Deputy President of Kenya, Rigathi Gachagua, gestures as he addresses the media during a press conference at his official residence in Nairobi, on October 7, 2024, ahead of the National Assembly vote on his impeachment motion. The 59-year-old deputy to President William Ruto is accused of corruption, undermining the government and practising ethnically divisive politics, among a host of other charges. (Photo by LUIS TATO / AFP)

La justice a suspendu le processus de remplacement du vice-président du Kenya, Rigathi Gachagua, empêchant le président William Ruto de nommer un successeur tant que l’affaire n’est pas jugée.

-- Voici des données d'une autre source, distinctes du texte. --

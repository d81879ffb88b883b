use chrono::{DateTime, Utc};
use rust_decimal::Decimal;
use serde::{Deserialize, Serialize};

/// A single OHLCV candle for one instrument. Volume is in base-asset units
/// and may be fractional.
#[derive(Debug, Clone, PartialEq, Eq, Serialize, Deserialize)]
pub struct Candle {
    pub timestamp: DateTime<Utc>,
    pub open: Decimal,
    pub high: Decimal,
    pub low: Decimal,
    pub close: Decimal,
    pub volume: Decimal,
}

impl Candle {
    /// `(close - open) / open`, or `None` when `open` is not positive or the
    /// quotient does not fit in a `Decimal`.
    pub fn intra_return(&self) -> Option<Decimal> {
        if self.open <= Decimal::ZERO {
            return None;
        }
        self.close.checked_sub(self.open)?.checked_div(self.open)
    }
}

#[cfg(test)]
mod tests {
    use super::*;
    use chrono::TimeZone;
    use rust_decimal_macros::dec;

    fn candle(open: Decimal, close: Decimal) -> Candle {
        Candle {
            timestamp: Utc.with_ymd_and_hms(2025, 1, 1, 0, 0, 0).unwrap(),
            open,
            high: open.max(close),
            low: open.min(close),
            close,
            volume: dec!(12.5),
        }
    }

    #[test]
    fn intra_return_is_signed() {
        assert_eq!(candle(dec!(100), dec!(105)).intra_return(), Some(dec!(0.05)));
        assert_eq!(candle(dec!(100), dec!(90)).intra_return(), Some(dec!(-0.1)));
    }

    #[test]
    fn intra_return_undefined_for_non_positive_open() {
        assert_eq!(candle(dec!(0), dec!(1)).intra_return(), None);
        assert_eq!(candle(dec!(-2), dec!(1)).intra_return(), None);
    }

    #[test]
    fn intra_return_undefined_when_quotient_overflows() {
        let tiny = dec!(0.0000000000000000000000000001);
        assert_eq!(candle(tiny, dec!(100)).intra_return(), None);
    }
}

Jeudi, le Sénat kenyan avait déjà suspendu l’audience de destitution du vice-président Rigathi Gachagua en raison de son hospitalisation pour des douleurs thoraciques. Gachagua a plaidé non coupable des 11 chefs accusations qui le visent.

Norah Obed, un habitant de Nairobi, estime qu’il faut donner à Gachagua une chance de prouver son innocence : « Il n’aurait pas été équitable que le vice-président soit destitué en son absence, parce qu’il était soi-disant malade. Mais cela peut aussi servir de leçon à ceux qui gagnent du temps en faisant croire qu’ils sont souffrants. Lui seul sait s’il l’était ou non. »

La Cour examinera l’affaire en profondeur pour déterminer si les accusations justifiant la destitution de M. Gachagua sont valides. En attendant, la justice a clairement suspendu toute action visant à le remplacer, garantissant au vice-président la possibilité de défendre son cas avant que de nouvelles mesures ne soient prises.